→ What is required: Find every line in the material below with the string "vertical" and state how many there are, with no other text.

▽

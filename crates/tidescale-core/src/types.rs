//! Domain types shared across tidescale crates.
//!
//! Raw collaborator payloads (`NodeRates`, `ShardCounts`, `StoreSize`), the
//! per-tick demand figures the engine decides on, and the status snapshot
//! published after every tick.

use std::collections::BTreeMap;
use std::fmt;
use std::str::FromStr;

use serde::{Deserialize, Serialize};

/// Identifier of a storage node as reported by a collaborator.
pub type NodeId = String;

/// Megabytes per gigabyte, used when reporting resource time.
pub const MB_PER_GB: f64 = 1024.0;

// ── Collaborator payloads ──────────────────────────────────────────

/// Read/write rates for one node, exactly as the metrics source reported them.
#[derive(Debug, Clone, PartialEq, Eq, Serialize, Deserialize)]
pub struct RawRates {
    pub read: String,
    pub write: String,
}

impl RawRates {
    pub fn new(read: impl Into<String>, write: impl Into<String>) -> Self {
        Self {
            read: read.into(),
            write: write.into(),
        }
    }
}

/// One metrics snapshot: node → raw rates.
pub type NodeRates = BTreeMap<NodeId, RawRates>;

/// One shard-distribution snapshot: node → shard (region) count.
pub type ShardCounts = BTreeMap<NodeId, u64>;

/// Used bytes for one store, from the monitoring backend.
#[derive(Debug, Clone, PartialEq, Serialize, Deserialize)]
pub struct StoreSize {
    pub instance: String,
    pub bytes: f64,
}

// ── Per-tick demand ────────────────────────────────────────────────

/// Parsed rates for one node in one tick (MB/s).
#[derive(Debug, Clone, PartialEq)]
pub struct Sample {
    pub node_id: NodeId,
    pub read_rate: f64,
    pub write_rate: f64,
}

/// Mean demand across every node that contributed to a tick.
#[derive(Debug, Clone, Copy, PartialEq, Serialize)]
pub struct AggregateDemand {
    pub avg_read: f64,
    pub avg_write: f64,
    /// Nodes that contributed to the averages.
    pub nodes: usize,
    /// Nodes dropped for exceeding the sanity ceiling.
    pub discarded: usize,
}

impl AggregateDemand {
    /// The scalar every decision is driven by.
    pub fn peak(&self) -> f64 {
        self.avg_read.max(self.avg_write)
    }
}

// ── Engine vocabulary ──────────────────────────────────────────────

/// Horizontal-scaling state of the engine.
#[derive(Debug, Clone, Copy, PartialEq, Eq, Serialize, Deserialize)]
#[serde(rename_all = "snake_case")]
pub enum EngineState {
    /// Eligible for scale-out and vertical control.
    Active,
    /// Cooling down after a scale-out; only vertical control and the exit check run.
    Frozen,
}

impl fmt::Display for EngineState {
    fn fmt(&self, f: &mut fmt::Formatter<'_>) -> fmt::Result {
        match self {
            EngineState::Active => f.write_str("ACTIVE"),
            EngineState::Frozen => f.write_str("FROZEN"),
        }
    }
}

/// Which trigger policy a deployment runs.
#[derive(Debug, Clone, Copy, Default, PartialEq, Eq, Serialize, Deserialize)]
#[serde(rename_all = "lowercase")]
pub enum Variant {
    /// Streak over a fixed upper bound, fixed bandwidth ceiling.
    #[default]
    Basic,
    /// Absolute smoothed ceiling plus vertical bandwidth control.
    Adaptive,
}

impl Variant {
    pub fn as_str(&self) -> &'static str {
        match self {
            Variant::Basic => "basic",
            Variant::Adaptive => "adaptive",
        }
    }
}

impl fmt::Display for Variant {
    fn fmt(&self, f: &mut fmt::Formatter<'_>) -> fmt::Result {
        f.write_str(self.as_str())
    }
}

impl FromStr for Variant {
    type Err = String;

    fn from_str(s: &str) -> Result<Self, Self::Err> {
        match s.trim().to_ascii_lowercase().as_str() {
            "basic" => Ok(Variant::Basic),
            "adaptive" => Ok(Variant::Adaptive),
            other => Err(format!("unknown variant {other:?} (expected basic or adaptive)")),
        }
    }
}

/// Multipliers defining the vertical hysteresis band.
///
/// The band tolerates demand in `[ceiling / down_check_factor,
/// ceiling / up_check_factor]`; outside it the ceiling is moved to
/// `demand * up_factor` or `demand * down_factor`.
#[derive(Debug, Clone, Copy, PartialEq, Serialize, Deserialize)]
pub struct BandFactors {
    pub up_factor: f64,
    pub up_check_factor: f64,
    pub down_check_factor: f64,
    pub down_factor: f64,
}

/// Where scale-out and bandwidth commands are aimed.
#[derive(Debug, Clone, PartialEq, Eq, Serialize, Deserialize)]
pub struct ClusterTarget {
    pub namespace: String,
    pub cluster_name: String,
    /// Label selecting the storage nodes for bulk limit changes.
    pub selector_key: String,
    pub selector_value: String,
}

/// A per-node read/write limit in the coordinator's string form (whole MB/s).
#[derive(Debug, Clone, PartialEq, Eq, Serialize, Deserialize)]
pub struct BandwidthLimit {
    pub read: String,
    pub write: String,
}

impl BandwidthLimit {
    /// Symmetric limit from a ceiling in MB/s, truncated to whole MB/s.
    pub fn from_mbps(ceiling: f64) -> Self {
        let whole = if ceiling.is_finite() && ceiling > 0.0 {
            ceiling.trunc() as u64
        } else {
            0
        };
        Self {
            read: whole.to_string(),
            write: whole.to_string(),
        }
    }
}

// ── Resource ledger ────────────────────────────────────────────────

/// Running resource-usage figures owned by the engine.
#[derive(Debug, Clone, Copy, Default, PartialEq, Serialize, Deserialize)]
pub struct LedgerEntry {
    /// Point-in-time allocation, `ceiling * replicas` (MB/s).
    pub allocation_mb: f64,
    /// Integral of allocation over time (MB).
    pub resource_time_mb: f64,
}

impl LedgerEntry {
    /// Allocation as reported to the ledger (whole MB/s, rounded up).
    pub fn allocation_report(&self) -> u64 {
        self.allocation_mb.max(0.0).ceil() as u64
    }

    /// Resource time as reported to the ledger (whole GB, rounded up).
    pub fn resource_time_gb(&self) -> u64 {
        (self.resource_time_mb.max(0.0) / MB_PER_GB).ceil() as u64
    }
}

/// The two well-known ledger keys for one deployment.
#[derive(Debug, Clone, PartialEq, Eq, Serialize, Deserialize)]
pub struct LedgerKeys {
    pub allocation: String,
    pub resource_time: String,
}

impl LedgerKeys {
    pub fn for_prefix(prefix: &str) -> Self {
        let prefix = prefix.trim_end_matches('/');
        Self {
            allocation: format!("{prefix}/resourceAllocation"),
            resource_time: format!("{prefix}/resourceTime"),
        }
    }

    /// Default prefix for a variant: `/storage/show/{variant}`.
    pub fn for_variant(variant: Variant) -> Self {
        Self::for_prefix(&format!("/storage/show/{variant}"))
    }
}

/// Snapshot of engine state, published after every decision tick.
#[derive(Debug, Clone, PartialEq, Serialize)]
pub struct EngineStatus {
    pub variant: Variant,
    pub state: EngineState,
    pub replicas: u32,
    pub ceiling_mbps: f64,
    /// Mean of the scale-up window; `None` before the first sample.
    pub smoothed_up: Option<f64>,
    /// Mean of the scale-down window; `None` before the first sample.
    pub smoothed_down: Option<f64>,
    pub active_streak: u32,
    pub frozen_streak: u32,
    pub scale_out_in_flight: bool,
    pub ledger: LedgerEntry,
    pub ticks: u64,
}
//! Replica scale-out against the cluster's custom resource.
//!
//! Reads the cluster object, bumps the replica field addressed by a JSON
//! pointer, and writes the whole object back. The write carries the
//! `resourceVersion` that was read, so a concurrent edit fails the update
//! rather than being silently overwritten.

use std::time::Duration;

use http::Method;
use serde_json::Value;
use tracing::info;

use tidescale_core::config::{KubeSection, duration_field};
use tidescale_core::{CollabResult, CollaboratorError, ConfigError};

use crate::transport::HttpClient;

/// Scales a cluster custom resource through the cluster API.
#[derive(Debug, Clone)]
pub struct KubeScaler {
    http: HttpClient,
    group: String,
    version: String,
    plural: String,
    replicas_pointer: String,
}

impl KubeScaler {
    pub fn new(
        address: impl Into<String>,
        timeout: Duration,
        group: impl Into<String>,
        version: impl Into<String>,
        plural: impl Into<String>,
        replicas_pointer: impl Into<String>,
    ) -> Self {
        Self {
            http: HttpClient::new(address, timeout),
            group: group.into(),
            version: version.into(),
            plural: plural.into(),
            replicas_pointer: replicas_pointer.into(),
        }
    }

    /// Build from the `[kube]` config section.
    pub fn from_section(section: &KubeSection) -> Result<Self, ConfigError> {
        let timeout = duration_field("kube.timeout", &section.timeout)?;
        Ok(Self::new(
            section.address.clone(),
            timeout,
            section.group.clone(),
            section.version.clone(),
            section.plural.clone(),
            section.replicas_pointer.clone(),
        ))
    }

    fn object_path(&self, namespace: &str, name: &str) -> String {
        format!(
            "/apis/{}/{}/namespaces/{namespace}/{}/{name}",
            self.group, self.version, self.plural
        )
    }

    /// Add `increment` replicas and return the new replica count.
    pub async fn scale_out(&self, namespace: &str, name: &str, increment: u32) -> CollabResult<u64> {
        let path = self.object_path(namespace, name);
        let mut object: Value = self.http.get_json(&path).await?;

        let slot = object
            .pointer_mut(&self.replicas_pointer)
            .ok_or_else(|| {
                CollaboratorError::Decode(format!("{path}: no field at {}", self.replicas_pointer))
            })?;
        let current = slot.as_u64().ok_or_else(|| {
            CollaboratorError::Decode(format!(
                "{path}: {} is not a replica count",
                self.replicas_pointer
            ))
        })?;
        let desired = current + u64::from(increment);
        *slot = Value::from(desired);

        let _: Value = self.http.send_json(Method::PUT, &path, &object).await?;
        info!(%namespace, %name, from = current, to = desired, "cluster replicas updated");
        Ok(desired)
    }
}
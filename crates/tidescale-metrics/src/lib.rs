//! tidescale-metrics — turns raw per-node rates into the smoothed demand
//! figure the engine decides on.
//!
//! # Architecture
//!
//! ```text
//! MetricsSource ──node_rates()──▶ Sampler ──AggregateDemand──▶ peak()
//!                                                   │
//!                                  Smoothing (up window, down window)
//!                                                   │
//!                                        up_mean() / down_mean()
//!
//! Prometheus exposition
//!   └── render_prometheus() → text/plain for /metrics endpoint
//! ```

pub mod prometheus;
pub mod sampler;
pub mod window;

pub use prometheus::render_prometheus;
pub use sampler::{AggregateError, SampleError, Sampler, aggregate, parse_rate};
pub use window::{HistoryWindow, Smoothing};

△

→ Finished exercise: 4